Leven in een overgangstijd en de duiding van het nieuws


Als het zo is dat we in een overgang leven naar een ander tijdperk, is het dan niet zaak om een schifting te maken in het wereldnieuws? – enerzijds gebeurtenissen die worden gemotiveerd door oud, traditioneel gedachtegoed en anderzijds gebeurtenissen gemotiveerd door nieuw, zich vernieuwend denken. Het zou betekenen dat niet alle gebeurtenissen hetzelfde belang hebben; niet alles verdient dezelfde aandacht.

Sommige acties kunnen worden beschouwd als achterhoedegevechten: pogingen om het aloude te laten overleven, of erger nog: te laten herleven. (Ik denk aan conflicten die zijn ingegeven, gemotiveerd of gesanctioneerd door premodern gedachtegoed, zoals diep gewortelde tradities en oude religies.) Andere acties daarentegen zijn zwanger van toekomst, zich aanpassend aan nieuwe omstandigheden (inclusief kennis en ervaringen), met de intentie die omstandigheden mede te helpen vormgeven.

Uiteraard kunnen we de traditionalisten en hun acties niet zomaar negeren. Het meest in het oog springend zijn jihadistische bewegingen, maar zij zijn niet de enige. Ze kunnen voor forse bedreigingen zorgen, én voor destructief handelen, met zware schade voor mensen en hun wereld, - zoals we dagelijks kunnen constateren in het mondiale nieuws (denk aan Afrika en het Midden-Oosten).

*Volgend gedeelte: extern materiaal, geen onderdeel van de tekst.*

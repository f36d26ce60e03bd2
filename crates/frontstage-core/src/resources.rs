//! Servable resource roots derived from resolved dependency artifacts.
//!
//! The host build hands over the paths of resolved project dependencies;
//! the directories among them become an ordered view the embedded server
//! may resolve resources from. This is the capability the original design
//! granted through a project class loader, expressed as a plain value.

use std::collections::HashSet;
use std::path::{Path, PathBuf};

use tracing::debug;

/// Ordered, deduplicated set of existing resource directories.
#[derive(Debug, Clone, Default, PartialEq, Eq)]
pub struct ResourceView {
    roots: Vec<PathBuf>,
}

impl ResourceView {
    /// Build a view from artifact paths.
    ///
    /// Order is preserved, duplicates are dropped, and entries that are not
    /// existing directories are skipped (archive unpacking is the host
    /// build's job, not ours).
    pub fn from_artifacts<P: AsRef<Path>>(artifacts: &[P]) -> Self {
        let mut seen = HashSet::new();
        let mut roots = Vec::new();

        for artifact in artifacts {
            let path = artifact.as_ref();
            if !path.is_dir() {
                debug!(path = %path.display(), "Skipping non-directory artifact");
                continue;
            }
            if seen.insert(path.to_path_buf()) {
                roots.push(path.to_path_buf());
            }
        }

        Self { roots }
    }

    /// The resource roots, in artifact order.
    pub fn roots(&self) -> &[PathBuf] {
        &self.roots
    }

    /// True if no artifact contributed a servable root.
    pub fn is_empty(&self) -> bool {
        self.roots.is_empty()
    }
}
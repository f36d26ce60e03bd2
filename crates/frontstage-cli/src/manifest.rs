//! Optional project manifest.
//!
//! A `frontstage.json` in the working directory carries per-project
//! defaults so that invocations do not need every flag repeated. All
//! fields are optional; command-line flags win over manifest values.

use std::collections::HashMap;
use std::path::{Path, PathBuf};

use anyhow::{Context, Result};
use frontstage_core::AdditionalContext;
use serde::{Deserialize, Serialize};

/// Manifest file name looked up in the working directory.
pub const MANIFEST_FILE: &str = "frontstage.json";

/// Per-project defaults; every field optional.
#[derive(Debug, Clone, Default, Serialize, Deserialize, PartialEq, Eq)]
#[serde(default, rename_all = "camelCase")]
pub struct ProjectManifest {
    /// Port for the embedded server.
    pub port: Option<u16>,
    /// Named context provider.
    pub context_provider: Option<String>,
    /// Additional contexts, relative directories resolved against the
    /// working directory.
    pub additional_contexts: Vec<AdditionalContext>,
    /// Free-form server properties.
    pub config: HashMap<String, String>,
    /// Resolved dependency artifact paths.
    pub artifacts: Vec<PathBuf>,
}

impl ProjectManifest {
    /// Load the manifest from `dir` if one exists.
    ///
    /// A missing file is fine (`Ok(None)`); an unreadable or malformed
    /// one is an error — a broken manifest should fail the build step,
    /// not be silently ignored.
    pub fn load(dir: &Path) -> Result<Option<Self>> {
        let path = dir.join(MANIFEST_FILE);
        if !path.is_file() {
            return Ok(None);
        }

        let raw = std::fs::read_to_string(&path)
            .with_context(|| format!("Failed to read {}", path.display()))?;
        let manifest = serde_json::from_str(&raw)
            .with_context(|| format!("Failed to parse {}", path.display()))?;
        Ok(Some(manifest))
    }
}
//! Invocation lifecycle service.
//!
//! Sequences one end-to-end run: start the embedded server, execute the
//! external task, stop the server. Cleanup is guaranteed on every exit
//! path where startup succeeded. Start failures are fatal and the task
//! never runs; stop failures are downgraded to warnings — a task that
//! already completed is not reported as failed because cleanup had
//! trouble.

use std::sync::{Arc, Mutex};

use thiserror::Error;
use tracing::{debug, info, warn};

use crate::config::TaskInvocation;
use crate::ports::{ServerError, ServerHandle, ServerManager, TaskError, TaskRunner};

/// Invocation-accounting state of the lifecycle.
///
/// Transitions are linear: `NotStarted → Starting → Running → Stopping →
/// Stopped`, with no restart transition. A start failure moves straight to
/// `Stopped`; a stop failure still ends at `Stopped`.
#[derive(Debug, Clone, Copy, PartialEq, Eq)]
pub enum LifecycleState {
    /// No invocation has begun.
    NotStarted,
    /// The server manager is starting.
    Starting,
    /// The server is up; the task may execute.
    Running,
    /// The server is shutting down.
    Stopping,
    /// Terminal state for this invocation.
    Stopped,
}

/// Failure of one invocation.
///
/// Stop failures never appear here; they are contained in
/// `post_execution` and logged.
#[derive(Debug, Error)]
pub enum InvocationError {
    /// The server manager failed to construct or start. The task runner
    /// was never invoked.
    #[error("Failed to launch embedded server")]
    Startup(#[from] ServerError),

    /// The external task runner reported failure. Cleanup still ran.
    #[error("Failed to run task")]
    Task(#[from] TaskError),
}

/// Runs one task against a freshly started embedded server.
///
/// Owns the `ServerHandle` for the duration of a single invocation; the
/// handle is never shared across invocations or persisted. Not intended
/// for concurrent invocations — one run completes before the next begins.
pub struct Invoker {
    server: Arc<dyn ServerManager>,
    state: Mutex<LifecycleState>,
}

impl Invoker {
    /// Create an invoker over a server manager.
    pub fn new(server: Arc<dyn ServerManager>) -> Self {
        Self {
            server,
            state: Mutex::new(LifecycleState::NotStarted),
        }
    }

    /// Current lifecycle state.
    pub fn state(&self) -> LifecycleState {
        *self.state.lock().unwrap_or_else(std::sync::PoisonError::into_inner)
    }

    fn set_state(&self, next: LifecycleState) {
        let mut state = self
            .state
            .lock()
            .unwrap_or_else(std::sync::PoisonError::into_inner);
        debug!(from = ?*state, to = ?next, "Lifecycle transition");
        *state = next;
    }

    /// Start the embedded server.
    ///
    /// A failure here aborts the invocation before any task runs.
    pub async fn pre_execution(&self) -> Result<ServerHandle, InvocationError> {
        self.set_state(LifecycleState::Starting);
        match self.server.start().await {
            Ok(handle) => {
                self.set_state(LifecycleState::Running);
                info!(port = %handle.port, "Embedded server started");
                Ok(handle)
            }
            Err(e) => {
                self.set_state(LifecycleState::Stopped);
                Err(InvocationError::Startup(e))
            }
        }
    }

    /// Stop the embedded server.
    ///
    /// A failure to stop is logged as a warning, not propagated: the
    /// invocation outcome is decided by the task, not by cleanup.
    pub async fn post_execution(&self, handle: ServerHandle) {
        self.set_state(LifecycleState::Stopping);
        if let Err(e) = self.server.stop(&handle).await {
            warn!(port = %handle.port, error = %e, "Failed to stop embedded server");
        } else {
            info!(port = %handle.port, "Embedded server stopped");
        }
        self.set_state(LifecycleState::Stopped);
    }

    /// Run one invocation: pre-execution, task, post-execution.
    ///
    /// `post_execution` runs exactly once whenever `pre_execution`
    /// succeeded, regardless of the task outcome.
    pub async fn run(
        &self,
        runner: &dyn TaskRunner,
        invocation: &TaskInvocation,
    ) -> Result<(), InvocationError> {
        let handle = self.pre_execution().await?;

        let task_result = runner.execute(invocation).await;

        self.post_execution(handle).await;

        task_result.map_err(InvocationError::Task)
    }
}
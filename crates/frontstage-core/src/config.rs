//! Configuration surface for one invocation.
//!
//! These are pure domain types with no infrastructure dependencies. The
//! host build step constructs them explicitly and passes them into the
//! composition root; nothing here is populated by reflection or global
//! state.

use serde::{Deserialize, Serialize};
use std::collections::HashMap;
use std::path::PathBuf;

use crate::resources::ResourceView;

/// Default port for the embedded server.
pub const DEFAULT_SERVER_PORT: u16 = 8234;

/// An extra static mount point exposed by the embedded server.
///
/// Maps a URL path prefix (`context_root`) to a filesystem directory.
/// Immutable for the lifetime of a run.
#[derive(Debug, Clone, PartialEq, Eq, Serialize, Deserialize)]
pub struct AdditionalContext {
    /// URL path prefix the directory is served under, without leading slash
    /// (e.g. `lib` or `test/lib`).
    pub context_root: String,
    /// Directory to serve.
    pub directory: PathBuf,
}

impl AdditionalContext {
    /// Create a new context mount.
    pub fn new(context_root: impl Into<String>, directory: impl Into<PathBuf>) -> Self {
        Self {
            context_root: context_root.into(),
            directory: directory.into(),
        }
    }
}

/// Configuration for the embedded server.
///
/// This is an intent-based configuration — it expresses what the caller
/// wants served, not how the server should be implemented.
#[derive(Debug, Clone, Serialize, Deserialize)]
pub struct ServerConfig {
    /// Project root directory; the server uses it to locate default content.
    pub basedir: PathBuf,
    /// Port to bind (must be free at start time).
    pub port: u16,
    /// Named context provider selecting the root mount layout
    /// (if None, the default provider serves `basedir` at `/`).
    pub context_provider: Option<String>,
    /// Additional contexts, served in configuration order.
    pub contexts: Vec<AdditionalContext>,
    /// Resolved dependency artifact paths contributed by the host build.
    /// Directories among them become servable resource roots.
    pub artifacts: Vec<PathBuf>,
    /// Free-form key/value properties, passed through to the server
    /// configurator unmodified.
    pub properties: HashMap<String, String>,
}

impl ServerConfig {
    /// Create a configuration with required fields and defaults.
    pub fn new(basedir: impl Into<PathBuf>) -> Self {
        Self {
            basedir: basedir.into(),
            port: DEFAULT_SERVER_PORT,
            context_provider: None,
            contexts: Vec::new(),
            artifacts: Vec::new(),
            properties: HashMap::new(),
        }
    }

    /// Set the port to bind.
    #[must_use]
    pub const fn with_port(mut self, port: u16) -> Self {
        self.port = port;
        self
    }

    /// Set the named context provider.
    #[must_use]
    pub fn with_context_provider(mut self, name: impl Into<String>) -> Self {
        self.context_provider = Some(name.into());
        self
    }

    /// Set the additional contexts.
    #[must_use]
    pub fn with_contexts(mut self, contexts: Vec<AdditionalContext>) -> Self {
        self.contexts = contexts;
        self
    }

    /// Set the resolved dependency artifact paths.
    #[must_use]
    pub fn with_artifacts(mut self, artifacts: Vec<PathBuf>) -> Self {
        self.artifacts = artifacts;
        self
    }

    /// Set a free-form property.
    #[must_use]
    pub fn with_property(mut self, key: impl Into<String>, value: impl Into<String>) -> Self {
        self.properties.insert(key.into(), value.into());
        self
    }

    /// The configured additional contexts, in order, as an owned copy.
    ///
    /// Callers get a snapshot; later mutation of the configuration does not
    /// affect a copy already handed out.
    pub fn contexts(&self) -> Vec<AdditionalContext> {
        self.contexts.clone()
    }

    /// The project root directory.
    pub fn basedir(&self) -> &PathBuf {
        &self.basedir
    }

    /// Build the servable resource view from the configured artifacts.
    pub fn resource_view(&self) -> ResourceView {
        ResourceView::from_artifacts(&self.artifacts)
    }

    /// The free-form property bag.
    pub fn properties(&self) -> &HashMap<String, String> {
        &self.properties
    }
}

/// One request to run a frontend task.
///
/// Stateless; constructed fresh per invocation.
#[derive(Debug, Clone, PartialEq, Eq)]
pub struct TaskInvocation {
    /// Free-form argument string passed verbatim to the runner.
    /// Empty means "run the default task with no extra arguments".
    pub arguments: String,
    /// Directory the runner executes in (usually the directory that
    /// contains package.json).
    pub working_dir: PathBuf,
}

impl TaskInvocation {
    /// Create an invocation for the default task in `working_dir`.
    pub fn new(working_dir: impl Into<PathBuf>) -> Self {
        Self {
            arguments: String::new(),
            working_dir: working_dir.into(),
        }
    }

    /// Set the argument string.
    #[must_use]
    pub fn with_arguments(mut self, arguments: impl Into<String>) -> Self {
        self.arguments = arguments.into();
        self
    }
}

#[cfg(test)]
mod tests {
    use super::*;

    #[test]
    fn defaults_use_standard_port() {
        let config = ServerConfig::new("/proj");
        assert_eq!(config.port, DEFAULT_SERVER_PORT);
        assert!(config.contexts.is_empty());
        assert!(config.context_provider.is_none());
    }

    #[test]
    fn contexts_returns_ordered_copy() {
        let mut config = ServerConfig::new("/proj").with_contexts(vec![
            AdditionalContext::new("lib", "/proj/src/main/lib"),
            AdditionalContext::new("test/lib", "/proj/src/test/lib"),
        ]);

        let snapshot = config.contexts();
        assert_eq!(snapshot.len(), 2);
        assert_eq!(snapshot[0].context_root, "lib");
        assert_eq!(snapshot[1].context_root, "test/lib");

        // Mutating the source afterwards must not affect the copy
        config.contexts.clear();
        assert_eq!(snapshot.len(), 2);
    }

    #[test]
    fn builder_sets_properties() {
        let config = ServerConfig::new("/proj")
            .with_port(9000)
            .with_context_provider("webapp")
            .with_property("cors", "all");

        assert_eq!(config.port, 9000);
        assert_eq!(config.context_provider.as_deref(), Some("webapp"));
        assert_eq!(config.properties().get("cors").map(String::as_str), Some("all"));
    }

    #[test]
    fn invocation_defaults_to_empty_arguments() {
        let invocation = TaskInvocation::new("/proj");
        assert_eq!(invocation.arguments, "");

        let invocation = invocation.with_arguments("build --prod");
        assert_eq!(invocation.arguments, "build --prod");
    }
}
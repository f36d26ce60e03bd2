//! Server manager trait definition.
//!
//! This port defines the interface for the embedded server's lifecycle.
//! Implementations handle binding, serving, and shutdown internally; the
//! lifecycle core only sequences start and stop around task execution.

use async_trait::async_trait;
use serde::{Deserialize, Serialize};

use super::ServerError;

/// Handle to a running embedded server.
///
/// Opaque to callers: returned by `start`, consumed by `stop`, never
/// reused. Lifecycle is strictly start → task execution → stop, at most
/// once per invocation.
#[derive(Debug, Clone, PartialEq, Eq, Serialize, Deserialize)]
pub struct ServerHandle {
    /// Port the server is bound to.
    pub port: u16,
    /// Unix timestamp (seconds) when the server was started.
    pub started_at: u64,
}

impl ServerHandle {
    /// Create a handle for a server bound to `port` now.
    pub fn new(port: u16) -> Self {
        let started_at = std::time::SystemTime::now()
            .duration_since(std::time::UNIX_EPOCH)
            .map(|d| d.as_secs())
            .unwrap_or(0);
        Self { port, started_at }
    }
}

/// Lifecycle manager for the embedded server.
///
/// This trait is the factory seam that keeps the server technology
/// swappable without touching invocation sequencing. Implementations are
/// constructed from a `ServerConfig` at the composition root.
#[async_trait]
pub trait ServerManager: Send + Sync {
    /// Start the server on the configured port.
    ///
    /// Returns a handle used to stop it. A failure here is fatal to the
    /// invocation; the task runner must never execute against a server
    /// that did not come up.
    async fn start(&self) -> Result<ServerHandle, ServerError>;

    /// Stop the server identified by `handle`.
    ///
    /// After a successful return the port is released. Implementations
    /// must reject handles they did not issue.
    async fn stop(&self, handle: &ServerHandle) -> Result<(), ServerError>;

    /// Check whether the server behind `handle` is still serving.
    async fn is_running(&self, handle: &ServerHandle) -> bool;
}
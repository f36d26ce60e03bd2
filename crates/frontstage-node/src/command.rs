//! Command construction and log streaming for runner processes.
//!
//! Child stdout/stderr are piped and forwarded line by line into
//! `tracing`, so the runner's output flows through the host's logging
//! rather than a process-global sink.

use std::path::Path;

use tokio::io::{AsyncBufReadExt, BufReader};
use tokio::process::{Child, Command};
use tracing::{info, warn};

/// Build the runner command: program, split arguments, working directory,
/// piped stdio.
pub(crate) fn build_command(program: &Path, args: &[String], working_dir: &Path) -> Command {
    let mut cmd = Command::new(program);
    cmd.args(args)
        .current_dir(working_dir)
        .stdout(std::process::Stdio::piped())
        .stderr(std::process::Stdio::piped());
    cmd
}

/// Spawn background tasks that forward the child's output into tracing.
///
/// stdout lines are logged at info, stderr at warn. The tasks exit when
/// the streams close.
pub(crate) fn spawn_log_readers(child: &mut Child, runner: &'static str) {
    if let Some(stdout) = child.stdout.take() {
        tokio::spawn(async move {
            let reader = BufReader::new(stdout);
            let mut lines = reader.lines();
            while let Ok(Some(text)) = lines.next_line().await {
                info!(runner = %runner, "{text}");
            }
        });
    }

    if let Some(stderr) = child.stderr.take() {
        tokio::spawn(async move {
            let reader = BufReader::new(stderr);
            let mut lines = reader.lines();
            while let Ok(Some(text)) = lines.next_line().await {
                warn!(runner = %runner, "{text}");
            }
        });
    }
}
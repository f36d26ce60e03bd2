//! Shared helpers for server integration tests.

use std::net::TcpListener;

/// Reserve an ephemeral port by binding to port 0 and releasing it.
///
/// There is a small race window between release and reuse; acceptable for
/// tests on loopback.
pub fn free_port() -> u16 {
    let listener = TcpListener::bind("127.0.0.1:0").expect("bind to ephemeral port");
    let port = listener.local_addr().expect("local addr").port();
    drop(listener);
    port
}
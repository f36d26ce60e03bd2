//! Core domain types and invocation lifecycle for frontstage.
//!
//! This crate owns the configuration surface, the port traits that
//! infrastructure adapters implement, and the `Invoker` service that
//! sequences one invocation: start server, run task, stop server.

#![deny(unsafe_code)]

pub mod config;
pub mod invoker;
pub mod ports;
pub mod resources;

// Re-export commonly used types for convenience
pub use config::{AdditionalContext, ServerConfig, TaskInvocation, DEFAULT_SERVER_PORT};
pub use invoker::{InvocationError, Invoker, LifecycleState};
pub use ports::{
    RunnerKind, ServerError, ServerHandle, ServerManager, TaskError, TaskRunner,
};
pub use resources::ResourceView;
pub mod cluster;
pub mod extract;
pub mod normalize;

pub use cluster::ClusterBuffer;
pub use extract::ExtractStage;
pub use normalize::NormalizeStage;
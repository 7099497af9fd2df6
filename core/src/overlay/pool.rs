use crate::prelude::{StageError, StageResult};

/// Bounded reuse pool for frame byte-buffers.
///
/// The overlay loop composes each annotated frame into a pooled buffer and
/// returns it after the sink write, so a run touches at most `max_checkouts`
/// live buffers regardless of stream length.
pub struct FramePool {
    buffers: Vec<Vec<u8>>,
    checked_out: usize,
    max_checkouts: usize,
}

impl FramePool {
    pub fn with_capacity(max_checkouts: usize) -> Self {
        Self {
            buffers: Vec::with_capacity(max_checkouts),
            checked_out: 0,
            max_checkouts,
        }
    }

    /// Hands out a buffer of exactly `length` bytes, reusing a released one
    /// when available.
    pub fn checkout(&mut self, length: usize) -> StageResult<Vec<u8>> {
        if self.checked_out >= self.max_checkouts {
            return Err(StageError::Internal("frame pool depleted".into()));
        }
        self.checked_out += 1;
        let mut buffer = self.buffers.pop().unwrap_or_default();
        buffer.resize(length, 0);
        Ok(buffer)
    }

    /// Returns a buffer back to the pool for reuse.
    pub fn release(&mut self, mut buffer: Vec<u8>) {
        buffer.clear();
        self.checked_out = self.checked_out.saturating_sub(1);
        if self.buffers.len() < self.max_checkouts {
            self.buffers.push(buffer);
        }
    }

    pub fn reset(&mut self) {
        self.buffers.clear();
        self.checked_out = 0;
    }
}

#[cfg(test)]
mod tests {
    use super::*;

    #[test]
    fn checkout_sizes_the_buffer() {
        let mut pool = FramePool::with_capacity(2);
        let buffer = pool.checkout(48).unwrap();
        assert_eq!(buffer.len(), 48);
    }

    #[test]
    fn released_buffers_are_reused() {
        let mut pool = FramePool::with_capacity(1);
        let mut buffer = pool.checkout(16).unwrap();
        buffer.reserve(1024);
        let capacity = buffer.capacity();
        pool.release(buffer);
        let again = pool.checkout(16).unwrap();
        assert_eq!(again.capacity(), capacity);
    }

    #[test]
    fn pool_limits_outstanding_checkouts() {
        let mut pool = FramePool::with_capacity(1);
        let held = pool.checkout(8).unwrap();
        assert!(pool.checkout(8).is_err());
        pool.release(held);
        assert!(pool.checkout(8).is_ok());
    }

    #[test]
    fn reset_forgets_outstanding_buffers() {
        let mut pool = FramePool::with_capacity(1);
        let _held = pool.checkout(8).unwrap();
        pool.reset();
        assert!(pool.checkout(8).is_ok());
    }
}
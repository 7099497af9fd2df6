use serde::{Deserialize, Serialize};

/// A period of sustained, spatially stable gaze.
///
/// `(x, y)` is the refined mean position after the second clustering pass;
/// `sample_count` is the number of samples that survived it. This is the
/// stable interchange shape downstream consumers rely on.
#[derive(Debug, Clone, Copy, PartialEq, Serialize, Deserialize)]
pub struct Fixation {
    pub x: f64,
    pub y: f64,
    pub duration: f64,
    pub start: f64,
    pub end: f64,
    pub sample_count: usize,
}

impl Fixation {
    pub fn new(x: f64, y: f64, start: f64, end: f64, sample_count: usize) -> Self {
        Self {
            x,
            y,
            duration: end - start,
            start,
            end,
            sample_count,
        }
    }
}

/// Chronologically ordered fixations (by `start`) for a single trial.
#[derive(Debug, Clone, Default, Serialize, Deserialize)]
pub struct FixationSequence {
    fixations: Vec<Fixation>,
}

impl FixationSequence {
    pub fn new(fixations: Vec<Fixation>) -> Self {
        Self { fixations }
    }

    pub fn push(&mut self, fixation: Fixation) {
        self.fixations.push(fixation);
    }

    pub fn fixations(&self) -> &[Fixation] {
        &self.fixations
    }

    pub fn len(&self) -> usize {
        self.fixations.len()
    }

    pub fn is_empty(&self) -> bool {
        self.fixations.is_empty()
    }

    pub fn iter(&self) -> std::slice::Iter<'_, Fixation> {
        self.fixations.iter()
    }
}

impl IntoIterator for FixationSequence {
    type Item = Fixation;
    type IntoIter = std::vec::IntoIter<Fixation>;

    fn into_iter(self) -> Self::IntoIter {
        self.fixations.into_iter()
    }
}
use log::info;

/// Thin facade the processing stages use to note per-trial progress
/// (fixation counts, frames visited, frames written).
pub struct LogManager;

impl LogManager {
    pub fn new() -> Self {
        Self
    }

    pub fn record(&self, message: &str) {
        info!("{}", message);
    }
}

impl Default for LogManager {
    fn default() -> Self {
        Self::new()
    }
}
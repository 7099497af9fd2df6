use crate::math::geometry::GeometryHelper;
use crate::math::stats::{mean, RunningMean};
use crate::trial_interface::{Fixation, GazeSample};

/// Flat accumulator for the in-progress fixation candidate.
///
/// Holds the samples currently assigned to the candidate as three parallel
/// columns, plus running means so the drifting cluster center is O(1) to
/// read after every accepted sample.
#[derive(Debug, Default)]
pub struct ClusterBuffer {
    xs: Vec<f64>,
    ys: Vec<f64>,
    ts: Vec<f64>,
    mean_x: RunningMean,
    mean_y: RunningMean,
}

impl ClusterBuffer {
    pub fn new() -> Self {
        Self::default()
    }

    pub fn push(&mut self, sample: GazeSample) {
        self.xs.push(sample.x);
        self.ys.push(sample.y);
        self.ts.push(sample.t);
        self.mean_x.push(sample.x);
        self.mean_y.push(sample.y);
    }

    /// Mean position of the accumulated samples, `None` while empty.
    pub fn center(&self) -> Option<(f64, f64)> {
        Some((self.mean_x.mean()?, self.mean_y.mean()?))
    }

    pub fn len(&self) -> usize {
        self.ts.len()
    }

    pub fn is_empty(&self) -> bool {
        self.ts.is_empty()
    }

    pub fn clear(&mut self) {
        self.xs.clear();
        self.ys.clear();
        self.ts.clear();
        self.mean_x.reset();
        self.mean_y.reset();
    }

    /// Closes the candidate: refines the center with a second pass keeping
    /// only samples within `t2` of the cluster mean, then emits a fixation
    /// if the surviving span lasts at least `min_dur`.
    ///
    /// A cluster whose samples are all rejected by the second pass, or whose
    /// surviving span is too short, contributes nothing. Timestamps are
    /// taken in insertion order, so start/end are the first and last
    /// surviving samples.
    pub fn flush(&self, t2: f64, min_dur: f64) -> Option<Fixation> {
        let (cx, cy) = self.center()?;

        let mut xs = Vec::new();
        let mut ys = Vec::new();
        let mut ts = Vec::new();
        for ((&x, &y), &t) in self.xs.iter().zip(&self.ys).zip(&self.ts) {
            if GeometryHelper::dist2p(cx, cy, x, y) < t2 {
                xs.push(x);
                ys.push(y);
                ts.push(t);
            }
        }

        let fx = mean(&xs)?;
        let fy = mean(&ys)?;
        let start = *ts.first()?;
        let end = *ts.last()?;
        if end - start >= min_dur {
            Some(Fixation::new(fx, fy, start, end, ts.len()))
        } else {
            None
        }
    }
}
use crate::workflow::config::WorkflowConfig;
use anyhow::Context;
use gazecore::detection::{ExtractStage, NormalizeStage};
use gazecore::overlay::{FixationOverlay, FrameSource, RawVideoSink};
use gazecore::prelude::PipelineStage;
use gazecore::telemetry::MetricsRecorder;
use gazecore::timeline::{DistanceInput, DistanceStage, DistanceTrace};
use gazecore::trial_interface::{FixationSequence, ObjectCenterTrace, TrialPayload};
use std::path::Path;
use std::sync::Arc;

pub struct TrialResult {
    pub fixations: FixationSequence,
    pub distances: DistanceTrace,
    pub notes: Vec<String>,
    pub discarded_clusters: usize,
}

/// Chains the extraction, normalization, and distance stages for one trial.
/// Cloneable so independent trials can run on separate workers; the metrics
/// recorder is the only shared state.
#[derive(Clone)]
pub struct Runner {
    config: WorkflowConfig,
    metrics: Arc<MetricsRecorder>,
}

impl Runner {
    pub fn new(config: WorkflowConfig) -> Self {
        Self {
            config,
            metrics: Arc::new(MetricsRecorder::new()),
        }
    }

    /// `(trials_processed, trials_failed)` so far.
    pub fn metrics_snapshot(&self) -> (usize, usize) {
        self.metrics.snapshot()
    }

    pub fn execute(
        &self,
        payload: &TrialPayload,
        centers: &ObjectCenterTrace,
    ) -> anyhow::Result<TrialResult> {
        match self.run_stages(payload, centers) {
            Ok(result) => {
                self.metrics.record_trial();
                Ok(result)
            }
            Err(err) => {
                self.metrics.record_failure();
                Err(err)
            }
        }
    }

    fn run_stages(
        &self,
        payload: &TrialPayload,
        centers: &ObjectCenterTrace,
    ) -> anyhow::Result<TrialResult> {
        let stage_config = self.config.to_stage_config();

        let mut extract_stage = ExtractStage::new();
        extract_stage
            .initialize(&stage_config)
            .context("initializing extract stage")?;
        let extract_output = extract_stage
            .execute(payload.trace.clone())
            .context("executing extract stage")?;
        extract_stage.cleanup();

        let mut normalize_stage = NormalizeStage::new();
        normalize_stage
            .initialize(&stage_config)
            .context("initializing normalize stage")?;
        let normalize_output = normalize_stage
            .execute(extract_output.payload.clone())
            .context("executing normalize stage")?;
        normalize_stage.cleanup();

        let mut distance_stage = DistanceStage::new();
        distance_stage
            .initialize(&stage_config)
            .context("initializing distance stage")?;
        let distance_output = distance_stage
            .execute(DistanceInput {
                fixations: normalize_output.payload.clone(),
                centers: centers.clone(),
            })
            .context("executing distance stage")?;
        distance_stage.cleanup();

        let mut notes = extract_output.metadata.notes.clone();
        notes.extend(normalize_output.metadata.notes.clone());
        notes.extend(distance_output.metadata.notes.clone());

        Ok(TrialResult {
            fixations: normalize_output.payload,
            distances: distance_output.payload,
            notes,
            discarded_clusters: extract_output.metadata.discarded_clusters.unwrap_or(0),
        })
    }

    /// Renders the annotated video artifact for one trial's fixations.
    pub fn render_overlay<S: FrameSource>(
        &self,
        source: &mut S,
        fixations: &FixationSequence,
        output_path: &Path,
    ) -> anyhow::Result<usize> {
        let mut sink = RawVideoSink::create(output_path)
            .with_context(|| format!("opening overlay sink {}", output_path.display()))?;
        let mut overlay = FixationOverlay::new(self.config.frame_rate);
        let written = overlay
            .run(source, &mut sink, fixations)
            .context("rendering fixation overlay")?;
        Ok(written)
    }
}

Echter, krijgen deze conflicten niet teveel aandacht? Maakt het stof dat traditionalisten doen opwaaien niet bijziend, waardoor we uit het oog verliezen dat er ook heel andere dingen gebeuren? Ik denk aan innovaties op allerlei gebied, uitdagende problemen met toekomst, experimentele spiritualiteit. Kortom nieuws gemaakt door avontuurlijk ingestelde en toekomstgerichte mensen die open staan voor hetgeen achter de ons bekende horizon ligt.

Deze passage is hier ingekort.